Segment Open

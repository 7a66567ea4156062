//! Read operations for virtual filesystems.

use std::path::{Path, PathBuf};

use crate::{FileInfo, FsError, FsFile};

/// Read operations for a virtual filesystem.
///
/// This is the minimal capability set the composite consumes from every layer
/// and exposes to its callers: `stat` and `open`, where an opened directory
/// can list its entries through [`FsFile::read_dir`].
///
/// # Optional capabilities
///
/// [`lstat_if_possible`](Self::lstat_if_possible) and
/// [`real_path`](Self::real_path) have default implementations. Backends that
/// cannot do better keep them: `lstat_if_possible` falls back to `stat`, and
/// `real_path` reports [`FsError::NotSupported`].
///
/// # Thread Safety
///
/// All implementations must be `Send + Sync`. Methods use `&self` to allow
/// concurrent access. Backends should use interior mutability for their state.
///
/// # Object Safety
///
/// This trait is object-safe and can be used as `dyn FsRead`.
pub trait FsRead: Send + Sync {
    /// Identifying label for diagnostics.
    fn name(&self) -> &str;

    /// Get the descriptor for a path (follows symlinks).
    ///
    /// # Errors
    ///
    /// - [`FsError::NotFound`] if the path does not exist
    fn stat(&self, path: &Path) -> Result<FileInfo, FsError>;

    /// Get the descriptor for a path without following symlinks, if the
    /// backend can.
    ///
    /// The boolean reports whether an `lstat` was actually performed.
    ///
    /// # Errors
    ///
    /// - [`FsError::NotFound`] if the path does not exist
    fn lstat_if_possible(&self, path: &Path) -> Result<(FileInfo, bool), FsError> {
        Ok((self.stat(path)?, false))
    }

    /// Open a file or directory for reading.
    ///
    /// # Errors
    ///
    /// - [`FsError::NotFound`] if the path does not exist
    fn open(&self, path: &Path) -> Result<Box<dyn FsFile>, FsError>;

    /// Resolve the real path of `path` on the backing storage.
    ///
    /// # Errors
    ///
    /// - [`FsError::NotSupported`] if the backend has no notion of a real path
    fn real_path(&self, path: &Path) -> Result<PathBuf, FsError> {
        let _ = path;
        Err(FsError::NotSupported {
            operation: "real_path",
        })
    }
}
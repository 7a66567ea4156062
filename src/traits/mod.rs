//! # Filesystem Traits
//!
//! The capability set every layer provides and the composite exposes again.
//!
//! ```text
//! FsRead + FsWrite = Fs
//!     │
//!     └── open() ──▶ Box<dyn FsFile>   (read bytes, or read_dir for directories)
//! ```
//!
//! | Trait | Methods | Notes |
//! |-------|---------|-------|
//! | [`FsRead`] | `name`, `stat`, `lstat_if_possible`, `open`, `real_path` | consumed from every layer |
//! | [`FsWrite`] | `write`, `open_file`, `chmod`, `chtimes`, `create_dir`, `create_dir_all`, `remove`, `remove_all`, `rename` | rejected by read-only filesystems |
//! | [`FsFile`] | `name`, `stat`, `read_dir`, `read_dir_names` + `Read` + `Seek` | handle returned by `open` |
//!
//! ## Blanket Implementations
//!
//! [`Fs`] is implemented for every type implementing both [`FsRead`] and
//! [`FsWrite`]. Implement the components and `Fs` comes for free.
//!
//! ## Object Safety
//!
//! All traits are object-safe. Layers are held as `Arc<dyn Fs>`:
//!
//! ```rust
//! use anyfs_composite::{Fs, MemoryFs};
//! use std::sync::Arc;
//!
//! let layer: Arc<dyn Fs> = Arc::new(MemoryFs::new());
//! assert_eq!(layer.name(), "MemoryFs");
//! ```

mod fs_dir;
mod fs_file;
mod fs_read;
mod fs_write;

pub use fs_dir::DirListing;
pub use fs_file::FsFile;
pub use fs_read::FsRead;
pub use fs_write::FsWrite;

/// A complete filesystem: reading plus (possibly rejected) mutation.
///
/// # Blanket Implementation
///
/// Automatically implemented for any type that implements [`FsRead`] and
/// [`FsWrite`]. You never need to implement `Fs` directly.
///
/// # Example
///
/// ```rust
/// use anyfs_composite::{Fs, FsError, FsExt};
/// use std::path::Path;
///
/// fn count_entries(fs: &dyn Fs, dir: &Path) -> Result<usize, FsError> {
///     Ok(fs.read_dir(dir)?.len())
/// }
/// ```
pub trait Fs: FsRead + FsWrite {}

impl<T: FsRead + FsWrite> Fs for T {}
//! Open handle shared by the leaf backends.

use std::io::{self, Cursor, Read, Seek, SeekFrom};
use std::path::{Path, PathBuf};

use crate::{DirListing, FileInfo, FsError, FsFile};

pub(crate) enum Content {
    Bytes(Cursor<Vec<u8>>),
    File(std::fs::File),
    Dir(DirListing),
}

/// Handle over in-memory bytes, an OS file, or a directory listing snapshot.
pub(crate) struct Handle {
    name: PathBuf,
    info: FileInfo,
    content: Content,
}

impl Handle {
    pub(crate) fn new(name: impl Into<PathBuf>, info: FileInfo, content: Content) -> Self {
        Self {
            name: name.into(),
            info,
            content,
        }
    }

    fn not_a_file(&self) -> io::Error {
        FsError::NotAFile {
            path: self.name.clone(),
        }
        .into_io()
    }
}

impl Read for Handle {
    fn read(&mut self, buf: &mut [u8]) -> io::Result<usize> {
        match &mut self.content {
            Content::Bytes(cursor) => cursor.read(buf),
            Content::File(file) => file.read(buf),
            Content::Dir(_) => Err(self.not_a_file()),
        }
    }
}

impl Seek for Handle {
    fn seek(&mut self, pos: SeekFrom) -> io::Result<u64> {
        match &mut self.content {
            Content::Bytes(cursor) => cursor.seek(pos),
            Content::File(file) => file.seek(pos),
            Content::Dir(_) => Err(self.not_a_file()),
        }
    }
}

impl FsFile for Handle {
    fn name(&self) -> &Path {
        &self.name
    }

    fn stat(&self) -> Result<FileInfo, FsError> {
        Ok(self.info.clone())
    }

    fn read_dir(&mut self, count: isize) -> Result<Vec<FileInfo>, FsError> {
        match &mut self.content {
            Content::Dir(listing) => Ok(listing.next_page(count)),
            _ => Err(FsError::NotADirectory {
                path: self.name.clone(),
            }),
        }
    }
}

#[cfg(test)]
mod tests {
    use super::*;

    #[test]
    fn byte_handle_reads_and_seeks() {
        let mut h = Handle::new(
            "a.txt",
            FileInfo::file("a.txt", 5),
            Content::Bytes(Cursor::new(b"hello".to_vec())),
        );
        h.seek(SeekFrom::Start(1)).unwrap();
        let mut s = String::new();
        h.read_to_string(&mut s).unwrap();
        assert_eq!(s, "ello");
        assert!(matches!(h.read_dir(0), Err(FsError::NotADirectory { .. })));
    }

    #[test]
    fn dir_handle_rejects_reads() {
        let mut h = Handle::new(
            "d",
            FileInfo::dir("d"),
            Content::Dir(DirListing::new(vec![FileInfo::file("x", 0)])),
        );
        let mut buf = [0u8; 4];
        assert!(h.read(&mut buf).is_err());
        assert_eq!(h.read_dir_names(-1).unwrap(), ["x"]);
    }
}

Segment Closed

**The problem:**
Return all of the material exactly as written, from the first line through the last.

**Answer box:**
repository 7a66567ea4156062
//! Read operations for virtual filesystems.

use std::path::{Path, PathBuf};

use crate::{FileInfo, FsError, FsFile};

/// Read operations for a virtual filesystem.
///
/// This is the minimal capability set the composite consumes from every layer
/// and exposes to its callers: `stat` and `open`, where an opened directory
/// can list its entries through [`FsFile::read_dir`].
///
/// # Optional capabilities
///
/// [`lstat_if_possible`](Self::lstat_if_possible) and
/// [`real_path`](Self::real_path) have default implementations. Backends that
/// cannot do better keep them: `lstat_if_possible` falls back to `stat`, and
/// `real_path` reports [`FsError::NotSupported`].
///
/// # Thread Safety
///
/// All implementations must be `Send + Sync`. Methods use `&self` to allow
/// concurrent access. Backends should use interior mutability for their state.
///
/// # Object Safety
///
/// This trait is object-safe and can be used as `dyn FsRead`.
pub trait FsRead: Send + Sync {
    /// Identifying label for diagnostics.
    fn name(&self) -> &str;

    /// Get the descriptor for a path (follows symlinks).
    ///
    /// # Errors
    ///
    /// - [`FsError::NotFound`] if the path does not exist
    fn stat(&self, path: &Path) -> Result<FileInfo, FsError>;

    /// Get the descriptor for a path without following symlinks, if the
    /// backend can.
    ///
    /// The boolean reports whether an `lstat` was actually performed.
    ///
    /// # Errors
    ///
    /// - [`FsError::NotFound`] if the path does not exist
    fn lstat_if_possible(&self, path: &Path) -> Result<(FileInfo, bool), FsError> {
        Ok((self.stat(path)?, false))
    }

    /// Open a file or directory for reading.
    ///
    /// # Errors
    ///
    /// - [`FsError::NotFound`] if the path does not exist
    fn open(&self, path: &Path) -> Result<Box<dyn FsFile>, FsError>;

    /// Resolve the real path of `path` on the backing storage.
    ///
    /// # Errors
    ///
    /// - [`FsError::NotSupported`] if the backend has no notion of a real path
    fn real_path(&self, path: &Path) -> Result<PathBuf, FsError> {
        let _ = path;
        Err(FsError::NotSupported {
            operation: "real_path",
        })
    }
}
repository 7a66567ea4156062
filename src/traits/mod.rs
//! # Filesystem Traits
//!
//! The capability set every layer provides and the composite exposes again.
//!
//! ```text
//! FsRead + FsWrite = Fs
//!     │
//!     └── open() ──▶ Box<dyn FsFile>   (read bytes, or read_dir for directories)
//! ```
//!
//! | Trait | Methods | Notes |
//! |-------|---------|-------|
//! | [`FsRead`] | `name`, `stat`, `lstat_if_possible`, `open`, `real_path` | consumed from every layer |
//! | [`FsWrite`] | `write`, `open_file`, `chmod`, `chtimes`, `create_dir`, `create_dir_all`, `remove`, `remove_all`, `rename` | rejected by read-only filesystems |
//! | [`FsFile`] | `name`, `stat`, `read_dir`, `read_dir_names` + `Read` + `Seek` | handle returned by `open` |
//!
//! ## Blanket Implementations
//!
//! [`Fs`] is implemented for every type implementing both [`FsRead`] and
//! [`FsWrite`]. Implement the components and `Fs` comes for free.
//!
//! ## Object Safety
//!
//! All traits are object-safe. Layers are held as `Arc<dyn Fs>`:
//!
//! ```rust
//! use anyfs_composite::{Fs, MemoryFs};
//! use std::sync::Arc;
//!
//! let layer: Arc<dyn Fs> = Arc::new(MemoryFs::new());
//! assert_eq!(layer.name(), "MemoryFs");
//! ```

mod fs_dir;
mod fs_file;
mod fs_read;
mod fs_write;

pub use fs_dir::DirListing;
pub use fs_file::FsFile;
pub use fs_read::FsRead;
pub use fs_write::FsWrite;

/// A complete filesystem: reading plus (possibly rejected) mutation.
///
/// # Blanket Implementation
///
/// Automatically implemented for any type that implements [`FsRead`] and
/// [`FsWrite`]. You never need to implement `Fs` directly.
///
/// # Example
///
/// ```rust
/// use anyfs_composite::{Fs, FsError, FsExt};
/// use std::path::Path;
///
/// fn count_entries(fs: &dyn Fs, dir: &Path) -> Result<usize, FsError> {
///     Ok(fs.read_dir(dir)?.len())
/// }
/// ```
pub trait Fs: FsRead + FsWrite {}

impl<T: FsRead + FsWrite> Fs for T {}
//! Open handle shared by the leaf backends.

use std::io::{self, Cursor, Read, Seek, SeekFrom};
use std::path::{Path, PathBuf};

use crate::{DirListing, FileInfo, FsError, FsFile};

pub(crate) enum Content {
    Bytes(Cursor<Vec<u8>>),
    File(std::fs::File),
    Dir(DirListing),
}

/// Handle over in-memory bytes, an OS file, or a directory listing snapshot.
pub(crate) struct Handle {
    name: PathBuf,
    info: FileInfo,
    content: Content,
}

impl Handle {
    pub(crate) fn new(name: impl Into<PathBuf>, info: FileInfo, content: Content) -> Self {
        Self {
            name: name.into(),
            info,
            content,
        }
    }

    fn not_a_file(&self) -> io::Error {
        FsError::NotAFile {
            path: self.name.clone(),
        }
        .into_io()
    }
}

impl Read for Handle {
    fn read(&mut self, buf: &mut [u8]) -> io::Result<usize> {
        match &mut self.content {
            Content::Bytes(cursor) => cursor.read(buf),
            Content::File(file) => file.read(buf),
            Content::Dir(_) => Err(self.not_a_file()),
        }
    }
}

impl Seek for Handle {
    fn seek(&mut self, pos: SeekFrom) -> io::Result<u64> {
        match &mut self.content {
            Content::Bytes(cursor) => cursor.seek(pos),
            Content::File(file) => file.seek(pos),
            Content::Dir(_) => Err(self.not_a_file()),
        }
    }
}

impl FsFile for Handle {
    fn name(&self) -> &Path {
        &self.name
    }

    fn stat(&self) -> Result<FileInfo, FsError> {
        Ok(self.info.clone())
    }

    fn read_dir(&mut self, count: isize) -> Result<Vec<FileInfo>, FsError> {
        match &mut self.content {
            Content::Dir(listing) => Ok(listing.next_page(count)),
            _ => Err(FsError::NotADirectory {
                path: self.name.clone(),
            }),
        }
    }
}

#[cfg(test)]
mod tests {
    use super::*;

    #[test]
    fn byte_handle_reads_and_seeks() {
        let mut h = Handle::new(
            "a.txt",
            FileInfo::file("a.txt", 5),
            Content::Bytes(Cursor::new(b"hello".to_vec())),
        );
        h.seek(SeekFrom::Start(1)).unwrap();
        let mut s = String::new();
        h.read_to_string(&mut s).unwrap();
        assert_eq!(s, "ello");
        assert!(matches!(h.read_dir(0), Err(FsError::NotADirectory { .. })));
    }

    #[test]
    fn dir_handle_rejects_reads() {
        let mut h = Handle::new(
            "d",
            FileInfo::dir("d"),
            Content::Dir(DirListing::new(vec![FileInfo::file("x", 0)])),
        );
        let mut buf = [0u8; 4];
        assert!(h.read(&mut buf).is_err());
        assert_eq!(h.read_dir_names(-1).unwrap(), ["x"]);
    }
}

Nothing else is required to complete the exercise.